Collected data:

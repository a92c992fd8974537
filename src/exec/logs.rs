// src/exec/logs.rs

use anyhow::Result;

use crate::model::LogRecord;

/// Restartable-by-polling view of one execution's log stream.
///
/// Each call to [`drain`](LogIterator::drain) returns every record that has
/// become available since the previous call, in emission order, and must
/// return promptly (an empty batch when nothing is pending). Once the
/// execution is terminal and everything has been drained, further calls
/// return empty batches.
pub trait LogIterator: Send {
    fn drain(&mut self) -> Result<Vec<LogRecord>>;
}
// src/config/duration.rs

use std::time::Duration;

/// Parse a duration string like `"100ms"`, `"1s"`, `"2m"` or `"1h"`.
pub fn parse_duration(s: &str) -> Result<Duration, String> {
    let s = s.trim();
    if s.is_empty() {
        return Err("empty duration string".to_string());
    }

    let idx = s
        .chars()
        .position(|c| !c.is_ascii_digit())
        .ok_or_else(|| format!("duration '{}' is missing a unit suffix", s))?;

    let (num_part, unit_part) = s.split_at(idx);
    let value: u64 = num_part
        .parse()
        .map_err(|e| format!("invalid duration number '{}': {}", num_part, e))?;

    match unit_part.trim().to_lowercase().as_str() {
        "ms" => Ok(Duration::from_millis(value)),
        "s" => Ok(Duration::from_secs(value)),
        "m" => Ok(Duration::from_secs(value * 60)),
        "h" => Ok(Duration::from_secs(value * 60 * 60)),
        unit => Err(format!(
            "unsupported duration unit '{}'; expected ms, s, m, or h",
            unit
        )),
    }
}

---

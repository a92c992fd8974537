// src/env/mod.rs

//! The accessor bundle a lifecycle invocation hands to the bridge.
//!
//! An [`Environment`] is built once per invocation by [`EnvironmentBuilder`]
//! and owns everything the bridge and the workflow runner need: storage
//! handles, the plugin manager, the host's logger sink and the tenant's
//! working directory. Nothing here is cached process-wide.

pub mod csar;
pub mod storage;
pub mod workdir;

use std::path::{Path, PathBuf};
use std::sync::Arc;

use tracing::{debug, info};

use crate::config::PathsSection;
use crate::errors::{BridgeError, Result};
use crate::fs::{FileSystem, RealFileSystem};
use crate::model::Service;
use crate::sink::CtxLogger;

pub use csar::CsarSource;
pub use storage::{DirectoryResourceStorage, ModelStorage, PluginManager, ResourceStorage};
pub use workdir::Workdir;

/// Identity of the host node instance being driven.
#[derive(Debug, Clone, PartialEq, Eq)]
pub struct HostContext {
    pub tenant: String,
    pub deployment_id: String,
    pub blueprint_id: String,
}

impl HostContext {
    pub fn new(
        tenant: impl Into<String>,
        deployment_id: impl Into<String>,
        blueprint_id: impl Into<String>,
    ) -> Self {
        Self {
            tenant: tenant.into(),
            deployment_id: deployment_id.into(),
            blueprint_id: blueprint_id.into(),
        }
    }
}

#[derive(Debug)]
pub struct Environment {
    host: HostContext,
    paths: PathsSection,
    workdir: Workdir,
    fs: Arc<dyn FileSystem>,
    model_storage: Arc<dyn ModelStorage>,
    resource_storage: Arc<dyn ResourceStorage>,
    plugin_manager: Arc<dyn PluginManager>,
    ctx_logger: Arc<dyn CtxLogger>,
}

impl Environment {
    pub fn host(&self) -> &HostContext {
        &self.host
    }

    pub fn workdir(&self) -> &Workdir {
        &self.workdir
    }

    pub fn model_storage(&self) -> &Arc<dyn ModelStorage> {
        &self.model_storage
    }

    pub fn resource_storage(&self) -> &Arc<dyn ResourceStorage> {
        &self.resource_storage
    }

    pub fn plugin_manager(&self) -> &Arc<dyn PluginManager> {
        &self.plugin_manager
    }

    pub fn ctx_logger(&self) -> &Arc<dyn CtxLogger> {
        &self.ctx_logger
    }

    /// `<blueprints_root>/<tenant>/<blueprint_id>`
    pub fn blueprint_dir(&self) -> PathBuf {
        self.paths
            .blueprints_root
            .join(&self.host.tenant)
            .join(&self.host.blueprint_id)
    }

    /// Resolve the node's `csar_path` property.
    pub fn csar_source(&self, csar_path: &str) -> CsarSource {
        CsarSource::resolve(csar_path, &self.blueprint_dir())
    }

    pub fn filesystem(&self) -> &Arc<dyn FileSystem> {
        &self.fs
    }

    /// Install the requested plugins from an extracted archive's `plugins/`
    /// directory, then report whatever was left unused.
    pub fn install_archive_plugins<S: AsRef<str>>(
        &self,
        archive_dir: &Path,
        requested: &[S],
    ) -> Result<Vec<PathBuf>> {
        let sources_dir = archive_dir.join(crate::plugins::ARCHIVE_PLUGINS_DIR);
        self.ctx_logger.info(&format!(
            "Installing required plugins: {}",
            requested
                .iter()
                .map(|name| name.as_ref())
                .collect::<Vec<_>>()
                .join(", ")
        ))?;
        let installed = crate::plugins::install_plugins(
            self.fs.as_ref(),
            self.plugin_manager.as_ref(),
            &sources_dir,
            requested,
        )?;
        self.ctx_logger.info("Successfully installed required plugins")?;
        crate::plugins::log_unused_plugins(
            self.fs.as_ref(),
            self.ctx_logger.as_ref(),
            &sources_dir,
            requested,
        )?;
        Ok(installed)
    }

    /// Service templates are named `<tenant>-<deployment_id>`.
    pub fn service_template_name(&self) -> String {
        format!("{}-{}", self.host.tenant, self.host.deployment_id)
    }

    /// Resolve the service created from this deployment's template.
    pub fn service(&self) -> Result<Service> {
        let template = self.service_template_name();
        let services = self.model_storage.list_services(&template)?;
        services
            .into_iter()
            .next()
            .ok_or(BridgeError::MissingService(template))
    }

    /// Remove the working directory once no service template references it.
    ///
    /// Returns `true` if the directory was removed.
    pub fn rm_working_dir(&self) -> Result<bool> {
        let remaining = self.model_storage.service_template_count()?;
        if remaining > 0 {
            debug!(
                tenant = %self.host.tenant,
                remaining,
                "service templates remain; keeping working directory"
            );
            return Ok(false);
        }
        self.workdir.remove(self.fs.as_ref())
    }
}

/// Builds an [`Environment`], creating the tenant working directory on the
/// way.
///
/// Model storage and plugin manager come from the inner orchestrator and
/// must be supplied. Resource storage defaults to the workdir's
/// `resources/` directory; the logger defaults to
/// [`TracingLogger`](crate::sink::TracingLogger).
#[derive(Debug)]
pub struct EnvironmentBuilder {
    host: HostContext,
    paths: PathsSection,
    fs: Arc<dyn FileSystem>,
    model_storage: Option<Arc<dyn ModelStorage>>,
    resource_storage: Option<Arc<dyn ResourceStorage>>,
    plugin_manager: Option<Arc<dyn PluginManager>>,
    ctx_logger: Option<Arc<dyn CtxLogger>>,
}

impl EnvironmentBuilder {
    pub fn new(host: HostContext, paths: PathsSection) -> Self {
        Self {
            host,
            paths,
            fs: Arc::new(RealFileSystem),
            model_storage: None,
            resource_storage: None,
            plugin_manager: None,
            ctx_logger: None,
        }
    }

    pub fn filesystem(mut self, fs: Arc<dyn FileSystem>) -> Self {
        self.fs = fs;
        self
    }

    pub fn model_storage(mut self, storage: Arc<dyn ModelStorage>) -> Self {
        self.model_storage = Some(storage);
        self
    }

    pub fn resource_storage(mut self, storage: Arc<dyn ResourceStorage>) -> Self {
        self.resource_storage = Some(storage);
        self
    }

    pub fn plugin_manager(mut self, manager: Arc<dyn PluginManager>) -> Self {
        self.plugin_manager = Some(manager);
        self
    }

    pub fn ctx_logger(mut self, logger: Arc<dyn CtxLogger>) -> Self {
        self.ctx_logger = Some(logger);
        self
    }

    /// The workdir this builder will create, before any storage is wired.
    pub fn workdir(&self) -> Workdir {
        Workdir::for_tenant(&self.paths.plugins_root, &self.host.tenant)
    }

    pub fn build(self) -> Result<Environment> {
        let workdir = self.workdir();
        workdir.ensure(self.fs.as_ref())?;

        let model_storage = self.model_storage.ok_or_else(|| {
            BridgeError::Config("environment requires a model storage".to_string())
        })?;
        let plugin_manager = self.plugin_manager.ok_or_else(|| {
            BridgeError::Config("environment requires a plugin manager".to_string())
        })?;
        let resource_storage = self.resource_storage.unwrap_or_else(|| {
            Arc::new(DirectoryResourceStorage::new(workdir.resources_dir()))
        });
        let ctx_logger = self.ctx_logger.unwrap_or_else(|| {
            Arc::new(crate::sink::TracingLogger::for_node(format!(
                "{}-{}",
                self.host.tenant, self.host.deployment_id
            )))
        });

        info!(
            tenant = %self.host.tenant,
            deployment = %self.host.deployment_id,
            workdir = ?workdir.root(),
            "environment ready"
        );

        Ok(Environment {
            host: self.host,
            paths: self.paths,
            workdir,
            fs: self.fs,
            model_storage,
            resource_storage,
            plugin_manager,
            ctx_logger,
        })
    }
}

--

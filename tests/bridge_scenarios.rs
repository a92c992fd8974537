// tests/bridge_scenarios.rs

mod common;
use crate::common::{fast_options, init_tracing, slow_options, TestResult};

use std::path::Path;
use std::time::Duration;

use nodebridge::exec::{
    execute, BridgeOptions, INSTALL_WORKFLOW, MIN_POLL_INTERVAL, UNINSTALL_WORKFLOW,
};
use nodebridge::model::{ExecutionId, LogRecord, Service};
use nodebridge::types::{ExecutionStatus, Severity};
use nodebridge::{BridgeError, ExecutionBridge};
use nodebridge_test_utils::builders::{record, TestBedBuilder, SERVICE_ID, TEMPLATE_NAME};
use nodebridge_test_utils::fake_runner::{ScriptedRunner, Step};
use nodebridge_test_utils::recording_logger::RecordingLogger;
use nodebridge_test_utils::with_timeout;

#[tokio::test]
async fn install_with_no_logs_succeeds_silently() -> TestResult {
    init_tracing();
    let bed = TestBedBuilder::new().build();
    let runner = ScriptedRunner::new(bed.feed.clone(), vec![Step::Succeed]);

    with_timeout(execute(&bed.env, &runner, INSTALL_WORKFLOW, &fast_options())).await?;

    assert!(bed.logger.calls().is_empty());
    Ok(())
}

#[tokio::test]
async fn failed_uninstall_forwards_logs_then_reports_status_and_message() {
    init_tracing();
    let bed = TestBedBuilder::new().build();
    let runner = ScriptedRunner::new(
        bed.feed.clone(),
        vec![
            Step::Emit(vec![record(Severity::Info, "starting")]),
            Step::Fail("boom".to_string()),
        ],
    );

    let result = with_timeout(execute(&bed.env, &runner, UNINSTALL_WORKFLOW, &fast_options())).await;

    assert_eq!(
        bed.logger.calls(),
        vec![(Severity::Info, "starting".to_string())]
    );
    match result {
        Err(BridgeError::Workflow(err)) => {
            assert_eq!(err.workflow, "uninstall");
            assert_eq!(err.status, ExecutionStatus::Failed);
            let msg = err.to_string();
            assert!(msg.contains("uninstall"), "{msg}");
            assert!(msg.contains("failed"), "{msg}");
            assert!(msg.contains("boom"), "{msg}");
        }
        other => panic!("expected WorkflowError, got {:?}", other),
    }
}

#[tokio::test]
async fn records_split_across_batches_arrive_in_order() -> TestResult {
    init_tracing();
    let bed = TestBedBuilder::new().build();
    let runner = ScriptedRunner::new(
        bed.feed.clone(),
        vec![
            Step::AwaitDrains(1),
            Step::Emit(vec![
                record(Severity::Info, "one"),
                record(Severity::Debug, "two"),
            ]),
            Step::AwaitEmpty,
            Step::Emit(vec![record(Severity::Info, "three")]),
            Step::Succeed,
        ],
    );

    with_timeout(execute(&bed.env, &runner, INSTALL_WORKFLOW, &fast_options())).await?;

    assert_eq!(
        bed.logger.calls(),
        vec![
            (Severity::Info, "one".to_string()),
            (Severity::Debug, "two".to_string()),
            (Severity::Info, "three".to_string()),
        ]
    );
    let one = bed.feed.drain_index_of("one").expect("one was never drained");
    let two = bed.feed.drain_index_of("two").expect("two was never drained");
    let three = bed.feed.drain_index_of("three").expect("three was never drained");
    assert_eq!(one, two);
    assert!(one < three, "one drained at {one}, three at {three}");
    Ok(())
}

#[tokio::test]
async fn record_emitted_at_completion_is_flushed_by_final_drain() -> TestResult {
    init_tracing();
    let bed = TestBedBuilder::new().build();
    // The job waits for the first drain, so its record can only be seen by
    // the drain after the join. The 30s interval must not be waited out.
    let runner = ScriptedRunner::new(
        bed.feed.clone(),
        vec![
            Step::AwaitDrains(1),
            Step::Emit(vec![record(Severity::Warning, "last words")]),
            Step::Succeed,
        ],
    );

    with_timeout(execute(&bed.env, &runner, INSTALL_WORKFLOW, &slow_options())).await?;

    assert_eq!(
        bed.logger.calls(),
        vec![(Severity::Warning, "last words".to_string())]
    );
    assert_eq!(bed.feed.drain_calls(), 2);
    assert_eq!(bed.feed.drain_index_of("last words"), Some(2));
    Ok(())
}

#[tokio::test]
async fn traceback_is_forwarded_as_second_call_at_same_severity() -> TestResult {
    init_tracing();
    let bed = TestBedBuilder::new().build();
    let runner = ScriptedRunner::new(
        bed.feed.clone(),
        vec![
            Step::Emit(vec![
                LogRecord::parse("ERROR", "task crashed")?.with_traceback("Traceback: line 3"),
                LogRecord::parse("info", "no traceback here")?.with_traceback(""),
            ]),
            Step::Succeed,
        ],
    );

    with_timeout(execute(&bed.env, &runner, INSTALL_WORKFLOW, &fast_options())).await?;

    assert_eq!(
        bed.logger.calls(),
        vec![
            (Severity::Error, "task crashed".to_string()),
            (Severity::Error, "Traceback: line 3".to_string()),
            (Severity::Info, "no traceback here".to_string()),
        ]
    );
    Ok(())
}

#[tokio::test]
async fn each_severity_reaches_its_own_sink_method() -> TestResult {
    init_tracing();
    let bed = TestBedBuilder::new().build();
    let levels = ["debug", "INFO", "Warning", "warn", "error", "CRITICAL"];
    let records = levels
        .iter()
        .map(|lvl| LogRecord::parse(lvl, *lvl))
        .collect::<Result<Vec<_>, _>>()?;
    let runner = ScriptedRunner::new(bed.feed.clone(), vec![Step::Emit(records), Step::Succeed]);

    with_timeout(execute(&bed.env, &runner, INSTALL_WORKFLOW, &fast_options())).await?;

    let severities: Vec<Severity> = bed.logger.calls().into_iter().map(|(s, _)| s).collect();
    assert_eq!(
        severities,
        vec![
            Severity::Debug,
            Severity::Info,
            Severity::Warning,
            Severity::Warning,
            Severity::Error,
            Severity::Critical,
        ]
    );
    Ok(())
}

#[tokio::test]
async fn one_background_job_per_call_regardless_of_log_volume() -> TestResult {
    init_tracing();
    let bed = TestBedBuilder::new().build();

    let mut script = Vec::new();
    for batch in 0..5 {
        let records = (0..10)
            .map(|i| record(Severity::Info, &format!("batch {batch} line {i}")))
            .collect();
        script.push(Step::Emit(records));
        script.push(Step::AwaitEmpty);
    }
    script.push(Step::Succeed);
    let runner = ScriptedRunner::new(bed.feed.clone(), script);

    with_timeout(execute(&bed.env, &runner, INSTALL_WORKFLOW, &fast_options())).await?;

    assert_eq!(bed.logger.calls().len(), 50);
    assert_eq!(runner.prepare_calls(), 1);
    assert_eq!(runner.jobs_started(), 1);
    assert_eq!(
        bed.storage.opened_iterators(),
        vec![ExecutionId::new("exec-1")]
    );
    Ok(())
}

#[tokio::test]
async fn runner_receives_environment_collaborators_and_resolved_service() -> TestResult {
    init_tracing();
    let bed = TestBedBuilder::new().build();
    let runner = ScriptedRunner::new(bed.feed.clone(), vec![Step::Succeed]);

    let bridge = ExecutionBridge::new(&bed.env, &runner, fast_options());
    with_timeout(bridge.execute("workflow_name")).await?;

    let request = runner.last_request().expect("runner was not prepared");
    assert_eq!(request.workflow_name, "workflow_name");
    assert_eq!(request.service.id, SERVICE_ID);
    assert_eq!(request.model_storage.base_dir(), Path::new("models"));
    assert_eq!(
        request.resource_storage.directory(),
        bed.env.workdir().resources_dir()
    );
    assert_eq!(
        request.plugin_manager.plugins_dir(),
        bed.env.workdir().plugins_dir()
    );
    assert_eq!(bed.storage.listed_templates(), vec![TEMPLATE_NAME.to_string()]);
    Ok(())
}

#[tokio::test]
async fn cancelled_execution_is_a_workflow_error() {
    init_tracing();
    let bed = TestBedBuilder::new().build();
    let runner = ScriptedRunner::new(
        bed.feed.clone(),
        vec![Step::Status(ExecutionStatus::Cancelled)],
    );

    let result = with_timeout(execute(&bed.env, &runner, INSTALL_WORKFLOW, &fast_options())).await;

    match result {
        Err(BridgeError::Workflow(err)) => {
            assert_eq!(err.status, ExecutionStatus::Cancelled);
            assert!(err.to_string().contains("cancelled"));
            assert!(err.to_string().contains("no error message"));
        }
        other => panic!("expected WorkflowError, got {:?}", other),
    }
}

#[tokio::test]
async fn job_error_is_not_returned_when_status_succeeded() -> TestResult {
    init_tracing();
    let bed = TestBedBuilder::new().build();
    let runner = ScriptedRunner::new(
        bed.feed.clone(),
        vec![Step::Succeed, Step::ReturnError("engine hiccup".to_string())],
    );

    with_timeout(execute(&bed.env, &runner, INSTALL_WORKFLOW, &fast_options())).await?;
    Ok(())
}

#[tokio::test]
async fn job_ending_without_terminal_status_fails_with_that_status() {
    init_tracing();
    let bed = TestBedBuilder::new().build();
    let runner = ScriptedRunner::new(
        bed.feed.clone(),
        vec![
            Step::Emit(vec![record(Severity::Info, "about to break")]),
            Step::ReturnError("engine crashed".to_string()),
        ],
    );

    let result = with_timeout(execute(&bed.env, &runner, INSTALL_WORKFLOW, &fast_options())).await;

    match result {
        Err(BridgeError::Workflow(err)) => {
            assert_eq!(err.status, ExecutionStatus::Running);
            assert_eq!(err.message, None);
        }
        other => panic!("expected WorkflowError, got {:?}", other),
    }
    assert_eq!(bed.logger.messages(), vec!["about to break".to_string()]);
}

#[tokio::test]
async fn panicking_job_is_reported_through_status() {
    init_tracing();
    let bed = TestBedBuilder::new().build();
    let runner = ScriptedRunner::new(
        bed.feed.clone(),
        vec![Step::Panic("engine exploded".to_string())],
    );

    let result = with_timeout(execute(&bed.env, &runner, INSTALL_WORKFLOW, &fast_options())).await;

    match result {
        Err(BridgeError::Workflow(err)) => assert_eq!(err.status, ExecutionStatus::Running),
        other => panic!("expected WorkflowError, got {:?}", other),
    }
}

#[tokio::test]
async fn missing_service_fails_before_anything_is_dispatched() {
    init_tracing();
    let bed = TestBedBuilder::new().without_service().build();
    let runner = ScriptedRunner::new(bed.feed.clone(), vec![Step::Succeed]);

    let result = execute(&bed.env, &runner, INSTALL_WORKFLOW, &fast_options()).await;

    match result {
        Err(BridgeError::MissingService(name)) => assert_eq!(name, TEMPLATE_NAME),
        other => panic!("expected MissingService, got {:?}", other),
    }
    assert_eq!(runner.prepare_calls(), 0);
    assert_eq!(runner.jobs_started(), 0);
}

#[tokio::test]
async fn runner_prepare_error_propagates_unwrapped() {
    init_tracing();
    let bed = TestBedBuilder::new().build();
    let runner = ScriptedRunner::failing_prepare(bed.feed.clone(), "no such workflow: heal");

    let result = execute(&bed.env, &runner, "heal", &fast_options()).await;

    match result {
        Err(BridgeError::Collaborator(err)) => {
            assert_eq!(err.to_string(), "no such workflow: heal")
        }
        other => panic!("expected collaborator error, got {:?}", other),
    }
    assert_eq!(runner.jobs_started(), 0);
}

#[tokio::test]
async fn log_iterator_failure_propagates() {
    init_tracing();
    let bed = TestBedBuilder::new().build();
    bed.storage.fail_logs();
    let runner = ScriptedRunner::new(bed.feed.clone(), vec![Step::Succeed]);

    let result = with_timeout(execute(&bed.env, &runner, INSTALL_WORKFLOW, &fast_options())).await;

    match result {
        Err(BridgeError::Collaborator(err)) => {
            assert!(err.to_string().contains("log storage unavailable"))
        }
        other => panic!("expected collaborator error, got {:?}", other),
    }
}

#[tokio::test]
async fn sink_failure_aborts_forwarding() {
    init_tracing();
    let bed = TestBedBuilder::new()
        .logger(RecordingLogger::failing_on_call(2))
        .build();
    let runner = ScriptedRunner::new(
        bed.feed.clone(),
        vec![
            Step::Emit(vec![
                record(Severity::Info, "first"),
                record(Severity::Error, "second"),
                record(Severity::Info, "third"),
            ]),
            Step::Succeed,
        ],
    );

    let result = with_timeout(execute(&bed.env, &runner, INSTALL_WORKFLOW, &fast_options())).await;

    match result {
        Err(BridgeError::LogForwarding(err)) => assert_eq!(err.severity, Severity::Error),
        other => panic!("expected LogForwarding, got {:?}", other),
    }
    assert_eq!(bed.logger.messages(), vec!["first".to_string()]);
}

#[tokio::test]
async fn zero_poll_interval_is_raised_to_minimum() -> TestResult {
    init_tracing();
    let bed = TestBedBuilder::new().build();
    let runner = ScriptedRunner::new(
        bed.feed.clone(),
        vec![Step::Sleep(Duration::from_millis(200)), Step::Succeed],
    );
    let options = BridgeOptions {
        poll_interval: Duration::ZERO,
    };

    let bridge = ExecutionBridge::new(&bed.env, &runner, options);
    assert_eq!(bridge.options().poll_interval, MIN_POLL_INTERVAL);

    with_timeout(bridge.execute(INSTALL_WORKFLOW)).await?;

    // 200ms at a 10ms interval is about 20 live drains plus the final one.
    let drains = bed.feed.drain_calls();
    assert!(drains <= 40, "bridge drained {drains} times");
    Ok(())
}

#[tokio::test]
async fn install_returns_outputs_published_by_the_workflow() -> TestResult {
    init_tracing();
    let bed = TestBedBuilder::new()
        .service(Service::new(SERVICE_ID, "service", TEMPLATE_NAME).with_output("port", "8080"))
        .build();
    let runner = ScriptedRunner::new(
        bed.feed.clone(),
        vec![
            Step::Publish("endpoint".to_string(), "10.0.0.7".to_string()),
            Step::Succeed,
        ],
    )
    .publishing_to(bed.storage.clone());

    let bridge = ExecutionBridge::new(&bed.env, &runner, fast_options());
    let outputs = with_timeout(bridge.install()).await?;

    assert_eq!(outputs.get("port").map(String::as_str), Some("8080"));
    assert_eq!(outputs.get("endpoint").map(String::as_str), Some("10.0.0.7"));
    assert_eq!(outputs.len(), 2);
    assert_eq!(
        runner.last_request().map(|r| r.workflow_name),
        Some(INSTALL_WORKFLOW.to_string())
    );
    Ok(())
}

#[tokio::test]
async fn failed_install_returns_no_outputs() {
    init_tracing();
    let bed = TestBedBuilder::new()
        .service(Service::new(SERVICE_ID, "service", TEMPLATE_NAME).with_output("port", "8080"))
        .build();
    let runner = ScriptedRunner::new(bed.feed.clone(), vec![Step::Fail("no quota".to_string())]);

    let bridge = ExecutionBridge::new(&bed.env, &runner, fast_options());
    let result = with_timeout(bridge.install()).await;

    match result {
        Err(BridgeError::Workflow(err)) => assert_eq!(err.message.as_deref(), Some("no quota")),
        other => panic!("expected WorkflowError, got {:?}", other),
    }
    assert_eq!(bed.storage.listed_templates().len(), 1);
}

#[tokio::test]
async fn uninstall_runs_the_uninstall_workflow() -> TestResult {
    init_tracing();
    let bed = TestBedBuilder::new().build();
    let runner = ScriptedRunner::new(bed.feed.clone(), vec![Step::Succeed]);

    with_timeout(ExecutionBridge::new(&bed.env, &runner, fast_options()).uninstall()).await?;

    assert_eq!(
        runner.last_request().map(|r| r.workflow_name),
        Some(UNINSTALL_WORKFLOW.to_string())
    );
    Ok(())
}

Your task
If a line of the data holds the string "engine", list it.

The answer
        vec![Step::Succeed, Step::ReturnError("engine hiccup".to_string())],
            Step::ReturnError("engine crashed".to_string()),
        vec![Step::Panic("engine exploded".to_string())],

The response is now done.